Individual Liberty Over Localism

A response to the National Review article "Let Liberal Cities Do What They Want."

As a town councilman in conservative central Virginia, I have to say my colleagues are nice people, but I don’t trust them to create new regulations and new taxes. As liberty minded conservatives operating in a federalist system of government, we all have our roles to play to make the republic work as the founders intended.

The U.S. Constitution, which is the bedrock of federalism, does not mention local governments, because it was assumed localities were to serve under laws of state governments. Local governments are not equal to the state, they are not sovereign localities, they are not a city-states, they are not laboratories of democracy because none of those local definitions exist under the US or state Constitutions. Local governments are creations of the state tasked with certain responsibilities that would be inefficient for state government to administer, such as local budgets, police departments and coordinate services such as water and sewer to name a few.

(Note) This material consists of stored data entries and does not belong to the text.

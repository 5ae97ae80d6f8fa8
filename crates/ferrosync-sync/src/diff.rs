//! Manifest comparison

use crate::manifest::Manifest;
use ferrosync_types::RelativePath;
use serde::{Deserialize, Serialize};
use tracing::debug;

/// Why a path is uploaded
#[derive(Debug, Clone, Copy, PartialEq, Eq, Serialize, Deserialize)]
pub enum ChangeType {
    /// Missing on the remote side
    Added,
    /// Present with a different digest
    Modified,
    /// Present but the remote digest could not be determined
    Unverified,
}

/// Paths to upload and delete, in lexicographic order
#[derive(Debug, Clone, Default, PartialEq, Eq)]
pub struct SyncPlan {
    /// Local paths whose remote copy is missing or differs
    pub uploads: Vec<RelativePath>,
    /// Remote paths absent locally; empty unless deletion is enabled
    pub deletes: Vec<RelativePath>,
}

impl SyncPlan {
    /// Whether nothing needs to be done
    pub fn is_empty(&self) -> bool {
        self.uploads.is_empty() && self.deletes.is_empty()
    }
}

/// Computes a [`SyncPlan`] from two manifests
#[derive(Debug, Clone, Copy, Default)]
pub struct DiffEngine {
    delete_extra: bool,
}

impl DiffEngine {
    /// Create a diff engine; `delete_extra` enables the delete set
    pub fn new(delete_extra: bool) -> Self {
        Self { delete_extra }
    }

    /// Classify one local path against the remote manifest
    pub fn classify(&self, path: &str, local: &Manifest, remote: &Manifest) -> Option<ChangeType> {
        let local = local.get(path)?;
        match remote.get(path) {
            None => Some(ChangeType::Added),
            Some(remote) if remote.digest().is_none() => Some(ChangeType::Unverified),
            Some(remote) if !local.matches(remote) => Some(ChangeType::Modified),
            Some(_) => None,
        }
    }

    /// Compare manifests
    pub fn diff(&self, local: &Manifest, remote: &Manifest) -> SyncPlan {
        let uploads: Vec<_> = local
            .paths()
            .filter(|path| self.classify(path.as_str(), local, remote).is_some())
            .cloned()
            .collect();

        let deletes = if self.delete_extra {
            remote
                .paths()
                .filter(|path| !local.contains(path.as_str()))
                .cloned()
                .collect()
        } else {
            Vec::new()
        };

        debug!(
            "Diff: {} local, {} remote, {} to upload, {} to delete",
            local.len(),
            remote.len(),
            uploads.len(),
            deletes.len()
        );

        SyncPlan { uploads, deletes }
    }
}

#[cfg(test)]
mod tests {
    use super::*;
    use ferrosync_types::{ContentDigest, Fingerprint};
    use proptest::prelude::*;
    use std::collections::BTreeMap;

    fn path(text: &str) -> RelativePath {
        RelativePath::new(text).unwrap()
    }

    fn local(entries: &[(&str, &str)]) -> Manifest {
        entries
            .iter()
            .map(|(p, c)| (path(p), Fingerprint::Local(ContentDigest::of_bytes(c.as_bytes()))))
            .collect()
    }

    fn remote(entries: &[(&str, Option<&str>)]) -> Manifest {
        entries
            .iter()
            .map(|(p, c)| {
                let fingerprint = c.map_or(Fingerprint::Unknown, |c| {
                    Fingerprint::HashedRemote(ContentDigest::of_bytes(c.as_bytes()))
                });
                (path(p), fingerprint)
            })
            .collect()
    }

    #[test]
    fn test_diff_uploads_missing_changed_and_unknown() {
        let local = local(&[("a.txt", "hi"), ("b/c.txt", "yo"), ("d.txt", "x"), ("e.txt", "e")]);
        let remote = remote(&[("a.txt", Some("hi")), ("b/c.txt", Some("old")), ("e.txt", None)]);
        let engine = DiffEngine::new(false);

        let plan = engine.diff(&local, &remote);

        assert_eq!(plan.uploads, vec![path("b/c.txt"), path("d.txt"), path("e.txt")]);
        assert!(plan.deletes.is_empty());
        assert_eq!(engine.classify("a.txt", &local, &remote), None);
        assert_eq!(engine.classify("b/c.txt", &local, &remote), Some(ChangeType::Modified));
        assert_eq!(engine.classify("d.txt", &local, &remote), Some(ChangeType::Added));
        assert_eq!(engine.classify("e.txt", &local, &remote), Some(ChangeType::Unverified));
    }

    #[test]
    fn test_delete_set_only_when_enabled() {
        let local = local(&[("a.txt", "hi")]);
        let remote = remote(&[("a.txt", Some("hi")), ("stale.txt", Some("x"))]);

        assert!(DiffEngine::new(false).diff(&local, &remote).is_empty());

        let plan = DiffEngine::new(true).diff(&local, &remote);
        assert!(plan.uploads.is_empty());
        assert_eq!(plan.deletes, vec![path("stale.txt")]);
    }

    #[test]
    fn test_degenerate_manifests() {
        let local = local(&[("a.txt", "hi"), ("b/c.txt", "yo")]);

        let plan = DiffEngine::new(true).diff(&local, &Manifest::new());
        assert_eq!(plan.uploads.len(), 2);

        let mirrored: Manifest = local
            .iter()
            .map(|(p, f)| (p.clone(), Fingerprint::Downloaded(*f.digest().unwrap())))
            .collect();
        assert!(DiffEngine::new(true).diff(&local, &mirrored).is_empty());
    }

    fn manifest_strategy() -> impl Strategy<Value = BTreeMap<String, Option<u8>>> {
        prop::collection::btree_map(
            "[a-c]{1,2}(/[a-c]{1,2})?",
            prop::option::weighted(0.8, 0_u8..4),
            0..12,
        )
    }

    proptest! {
        #[test]
        fn test_plan_matches_set_definition(
            local_entries in manifest_strategy(),
            remote_entries in manifest_strategy(),
            delete in any::<bool>(),
        ) {
            let local: Manifest = local_entries
                .iter()
                .map(|(p, c)| (path(p), Fingerprint::Local(ContentDigest::of_bytes(&[c.unwrap_or(0)]))))
                .collect();
            let remote: Manifest = remote_entries
                .iter()
                .map(|(p, c)| {
                    let fingerprint = c.map_or(Fingerprint::Unknown, |c| {
                        Fingerprint::HashedRemote(ContentDigest::of_bytes(&[c]))
                    });
                    (path(p), fingerprint)
                })
                .collect();

            let plan = DiffEngine::new(delete).diff(&local, &remote);

            let expected_uploads: Vec<_> = local
                .iter()
                .filter(|(p, f)| remote.get(p.as_str()).map_or(true, |r| !f.matches(r)))
                .map(|(p, _)| p.clone())
                .collect();
            prop_assert_eq!(&plan.uploads, &expected_uploads);

            let expected_deletes: Vec<_> = if delete {
                remote.paths().filter(|p| !local.contains(p.as_str())).cloned().collect()
            } else {
                Vec::new()
            };
            prop_assert_eq!(&plan.deletes, &expected_deletes);

            // Every planned path is on exactly one side of the diff.
            for p in &plan.deletes {
                prop_assert!(!plan.uploads.contains(p));
            }
        }
    }
}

The state legislature is where philosophical policy is debated and developed. Local government is the application of those philosophies. If a state government decides to increase or decrease a local government’s policy making authority, it is the state’s prerogative to do so.

Everything in the debate about state preemption is about state sovereignty. State sovereignty not only applies to the 10th amendment to the U.S. Constitution, but it also applies to its local political subdivisions. Whether the state legislature is controlled by Republicans or Democrats is irrelevant. The state sets the agenda for its own destiny and its localities are to follow suit by doing the best job they can do with what powers they have been lent by the state.

“Local control” is a construct of politically motivated lawmakers seeking to subvert the responsibility of state government. The political Left sees “local control” as a tool to pass unpopular laws stripping liberty from individuals. The political Right uses “local control” as a way avoid taking responsibility on regulations and taxes at the state level. At the end of the day, “local control” is still about control when we should be about protecting individual liberty and the rule of law.

The U.S. Constitution was created to protect individual liberties, and state constitutions were created to affirm their commitment to protecting individual liberty. Today those liberties are under attack by government at every level. Whether it be federal agency overreach, state growth management plans or local nimbyism using local governments to deny property rights. This is why every level of government should be moving us closer to self-governance, not further away.

While it is believed that most federal and state politicians are owned by lobbyists, local officials also have their own issues. Most local officials are pragmatists to a fault and are easily swayed by government staff, municipal leagues and/or the loudest voice of nimbyism. Most do not have the policy staff to dive into big issues with long reaching ramifications of regulatory and tax policy. Let’s not pretend that because they are local they have some virtuous ear to the ground. I have sat through many a council meetings where decisions were made based on relationships and not principles, meetings where staff drives the policies to benefit the government and not the taxpayers.

Governments at every level are risk averse. This is typically the driving force in stripping away individual liberty. However, individual liberty is hard work. It’s messy and sometimes people are not self-governed enough to handle it. That is why our form of government exists—to be the referee, not the nanny.

The time has come for conservatives to have a proper perspective of local governments. The states are the heart of our republic. Localities serve a purpose within the confines of state government. They are one in the same but distinctly different in their functions. It is proper for states to reign in or dispense authority to local governments, but at the end of the day, it is the state which decides. Any other way of governing will cause a Constitutional crisis, and to date, the courts have continued to uphold the states sovereignty over its localities.

The advice conservatives should be giving to localities is focus on your job. Balance your budgets, keep taxes low, eliminate debt, make local government as transparent as possible and at all cost, protect individual liberty.


This article is a response to the National Review article “Let Liberal Cities Do What They Want” from July 13.